___ Record extracts ___

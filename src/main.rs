//! Command line demo: builds the rain network (rain makes the grass wet and driving dangerous),
//! checks it and answers queries about it.

use clap::{ArgAction, Parser, ValueEnum};
use pluvia::{BayesianNetwork, EliminationOrder, Evidence, Result, TabularCpd, Validation,
             VariableElimination};
use tracing::Level;

use std::process::ExitCode;


#[derive(Parser)]
#[command(name = "pluvia")]
#[command(author, version, about = "Exact inference on the rain Bayesian network", long_about = None)]
struct Cli {
    /// Elimination order heuristic
    #[arg(short, long, value_enum, default_value = "min-weight")]
    order: Order,

    /// Query variables, comma separated (runs a single query instead of the examples)
    #[arg(short, long, value_delimiter = ',')]
    query: Vec<String>,

    /// Observed state as Variable=State, can be specified multiple times
    #[arg(short, long, value_parser = parse_observation, requires = "query")]
    evidence: Vec<(String, String)>,

    /// Also print the most probable assignment of the query variables
    #[arg(long, requires = "query")]
    map: bool,

    /// Raise the log level (-v info, -vv debug, -vvv trace)
    #[arg(short, long, action = ArgAction::Count)]
    verbose: u8,
}


#[derive(Clone, Copy, Debug, ValueEnum)]
enum Order {
    MinWeight,
    MinNeighbors,
    MinFill,
    WeightedMinFill,
    MaxCardinality,
    Topological,
}

impl From<Order> for EliminationOrder {

    fn from(order: Order) -> Self {
        match order {
            Order::MinWeight => EliminationOrder::MinWeight,
            Order::MinNeighbors => EliminationOrder::MinNeighbors,
            Order::MinFill => EliminationOrder::MinFill,
            Order::WeightedMinFill => EliminationOrder::WeightedMinFill,
            Order::MaxCardinality => EliminationOrder::MaxCardinality,
            Order::Topological => EliminationOrder::Topological,
        }
    }

}


fn parse_observation(s: &str) -> std::result::Result<(String, String), String> {
    match s.split_once('=').map(|(var, state)| (var.trim(), state.trim())) {
        Some((var, state)) if !var.is_empty() && !state.is_empty() => {
            Ok((var.to_string(), state.to_string()))
        },
        _ => Err(format!("expected Variable=State, got '{}'", s))
    }
}


const STATES: &[&str] = &["No", "Si"];

/// Lluvia -> CespedMojado, Lluvia -> ConducirPeligroso
fn rain_network() -> Result<BayesianNetwork> {
    let mut net = BayesianNetwork::new();
    net.add_variable("Lluvia", STATES)?;
    net.add_variable("CespedMojado", STATES)?;
    net.add_variable("ConducirPeligroso", STATES)?;
    net.add_edges_from(&[("Lluvia", "CespedMojado"), ("Lluvia", "ConducirPeligroso")])?;

    // 70% no rain, 30% rain
    net.set_cpt(
        TabularCpd::new("Lluvia", 2, vec![vec![0.7], vec![0.3]])
            .with_state_names("Lluvia", STATES)
    )?;

    // columns: Lluvia=No, Lluvia=Si
    net.set_cpt(
        TabularCpd::new("CespedMojado", 2, vec![vec![0.9, 0.2], vec![0.1, 0.8]])
            .with_evidence(&["Lluvia"], &[2])
            .with_state_names("CespedMojado", STATES)
            .with_state_names("Lluvia", STATES)
    )?;
    net.set_cpt(
        TabularCpd::new("ConducirPeligroso", 2, vec![vec![0.6, 0.3], vec![0.4, 0.7]])
            .with_evidence(&["Lluvia"], &[2])
            .with_state_names("ConducirPeligroso", STATES)
            .with_state_names("Lluvia", STATES)
    )?;

    Ok(net)
}


fn run(cli: &Cli) -> Result<()> {
    let net = rain_network()?;

    match net.validate() {
        Validation::Valid => println!("La red bayesiana es válida.\n"),
        Validation::Invalid(violations) => {
            println!("La red bayesiana no es válida:");
            for v in violations.iter() {
                println!("  {}", v);
            }
            println!();
        }
    }

    let engine = VariableElimination::new(&net)?.with_order(cli.order.into());

    if cli.query.is_empty() {
        println!("Probabilidad de que el césped esté mojado:");
        let r = engine.query(&["CespedMojado"], &Evidence::new())?;
        println!("{:?}\n", r.values());

        println!("Probabilidad de que esté lloviendo dado que conducir es peligroso:");
        let r = engine.query(&["Lluvia"], &Evidence::new().observe("ConducirPeligroso", "Si"))?;
        println!("{:?}\n", r.values());

        println!("Probabilidad conjunta de todos los estados:");
        let r = engine.query(&["Lluvia", "CespedMojado", "ConducirPeligroso"], &Evidence::new())?;
        println!("{}", r);

        return Ok(());
    }

    let variables: Vec<&str> = cli.query.iter().map(|q| q.trim()).collect();
    let evidence: Evidence = cli.evidence.iter().map(|(v, s)| (v.as_str(), s.as_str())).collect();

    println!("{}", engine.query(&variables, &evidence)?);

    if cli.map {
        let map = engine.map_query(&variables, &evidence)?;
        println!();
        for (var, state) in map.iter() {
            println!("{} = {}", var, state);
        }
    }

    Ok(())
}


fn main() -> ExitCode {
    let cli = Cli::parse();

    let level = match cli.verbose {
        0 => Level::WARN,
        1 => Level::INFO,
        2 => Level::DEBUG,
        _ => Level::TRACE,
    };
    tracing_subscriber::fmt()
        .with_max_level(level)
        .with_writer(std::io::stderr)
        .init();

    match run(&cli) {
        Ok(()) => ExitCode::SUCCESS,
        Err(e) => {
            eprintln!("error: {}", e);
            ExitCode::FAILURE
        }
    }
}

___

● **Task details**:
Copy all of the data. Keep every word exactly as it is.

● **Response**:
filename src/main.rs
//! Command line demo: builds the rain network (rain makes the grass wet and driving dangerous),
//! checks it and answers queries about it.

use clap::{ArgAction, Parser, ValueEnum};
use pluvia::{BayesianNetwork, EliminationOrder, Evidence, Result, TabularCpd, Validation,
             VariableElimination};
use tracing::Level;

use std::process::ExitCode;


#[derive(Parser)]
#[command(name = "pluvia")]
#[command(author, version, about = "Exact inference on the rain Bayesian network", long_about = None)]
struct Cli {
    /// Elimination order heuristic
    #[arg(short, long, value_enum, default_value = "min-weight")]
    order: Order,

    /// Query variables, comma separated (runs a single query instead of the examples)
    #[arg(short, long, value_delimiter = ',')]
    query: Vec<String>,

    /// Observed state as Variable=State, can be specified multiple times
    #[arg(short, long, value_parser = parse_observation, requires = "query")]
    evidence: Vec<(String, String)>,

    /// Also print the most probable assignment of the query variables
    #[arg(long, requires = "query")]
    map: bool,

    /// Raise the log level (-v info, -vv debug, -vvv trace)
    #[arg(short, long, action = ArgAction::Count)]
    verbose: u8,
}


#[derive(Clone, Copy, Debug, ValueEnum)]
enum Order {
    MinWeight,
    MinNeighbors,
    MinFill,
    WeightedMinFill,
    MaxCardinality,
    Topological,
}

impl From<Order> for EliminationOrder {

    fn from(order: Order) -> Self {
        match order {
            Order::MinWeight => EliminationOrder::MinWeight,
            Order::MinNeighbors => EliminationOrder::MinNeighbors,
            Order::MinFill => EliminationOrder::MinFill,
            Order::WeightedMinFill => EliminationOrder::WeightedMinFill,
            Order::MaxCardinality => EliminationOrder::MaxCardinality,
            Order::Topological => EliminationOrder::Topological,
        }
    }

}


fn parse_observation(s: &str) -> std::result::Result<(String, String), String> {
    match s.split_once('=').map(|(var, state)| (var.trim(), state.trim())) {
        Some((var, state)) if !var.is_empty() && !state.is_empty() => {
            Ok((var.to_string(), state.to_string()))
        },
        _ => Err(format!("expected Variable=State, got '{}'", s))
    }
}


const STATES: &[&str] = &["No", "Si"];

/// Lluvia -> CespedMojado, Lluvia -> ConducirPeligroso
fn rain_network() -> Result<BayesianNetwork> {
    let mut net = BayesianNetwork::new();
    net.add_variable("Lluvia", STATES)?;
    net.add_variable("CespedMojado", STATES)?;
    net.add_variable("ConducirPeligroso", STATES)?;
    net.add_edges_from(&[("Lluvia", "CespedMojado"), ("Lluvia", "ConducirPeligroso")])?;

    // 70% no rain, 30% rain
    net.set_cpt(
        TabularCpd::new("Lluvia", 2, vec![vec![0.7], vec![0.3]])
            .with_state_names("Lluvia", STATES)
    )?;

    // columns: Lluvia=No, Lluvia=Si
    net.set_cpt(
        TabularCpd::new("CespedMojado", 2, vec![vec![0.9, 0.2], vec![0.1, 0.8]])
            .with_evidence(&["Lluvia"], &[2])
            .with_state_names("CespedMojado", STATES)
            .with_state_names("Lluvia", STATES)
    )?;
    net.set_cpt(
        TabularCpd::new("ConducirPeligroso", 2, vec![vec![0.6, 0.3], vec![0.4, 0.7]])
            .with_evidence(&["Lluvia"], &[2])
            .with_state_names("ConducirPeligroso", STATES)
            .with_state_names("Lluvia", STATES)
    )?;

    Ok(net)
}


fn run(cli: &Cli) -> Result<()> {
    let net = rain_network()?;

    match net.validate() {
        Validation::Valid => println!("La red bayesiana es válida.\n"),
        Validation::Invalid(violations) => {
            println!("La red bayesiana no es válida:");
            for v in violations.iter() {
                println!("  {}", v);
            }
            println!();
        }
    }

    let engine = VariableElimination::new(&net)?.with_order(cli.order.into());

    if cli.query.is_empty() {
        println!("Probabilidad de que el césped esté mojado:");
        let r = engine.query(&["CespedMojado"], &Evidence::new())?;
        println!("{:?}\n", r.values());

        println!("Probabilidad de que esté lloviendo dado que conducir es peligroso:");
        let r = engine.query(&["Lluvia"], &Evidence::new().observe("ConducirPeligroso", "Si"))?;
        println!("{:?}\n", r.values());

        println!("Probabilidad conjunta de todos los estados:");
        let r = engine.query(&["Lluvia", "CespedMojado", "ConducirPeligroso"], &Evidence::new())?;
        println!("{}", r);

        return Ok(());
    }

    let variables: Vec<&str> = cli.query.iter().map(|q| q.trim()).collect();
    let evidence: Evidence = cli.evidence.iter().map(|(v, s)| (v.as_str(), s.as_str())).collect();

    println!("{}", engine.query(&variables, &evidence)?);

    if cli.map {
        let map = engine.map_query(&variables, &evidence)?;
        println!();
        for (var, state) in map.iter() {
            println!("{} = {}", var, state);
        }
    }

    Ok(())
}


fn main() -> ExitCode {
    let cli = Cli::parse();

    let level = match cli.verbose {
        0 => Level::WARN,
        1 => Level::INFO,
        2 => Level::DEBUG,
        _ => Level::TRACE,
    };
    tracing_subscriber::fmt()
        .with_max_level(level)
        .with_writer(std::io::stderr)
        .init();

    match run(&cli) {
        Ok(()) => ExitCode::SUCCESS,
        Err(e) => {
            eprintln!("error: {}", e);
            ExitCode::FAILURE
        }
    }
}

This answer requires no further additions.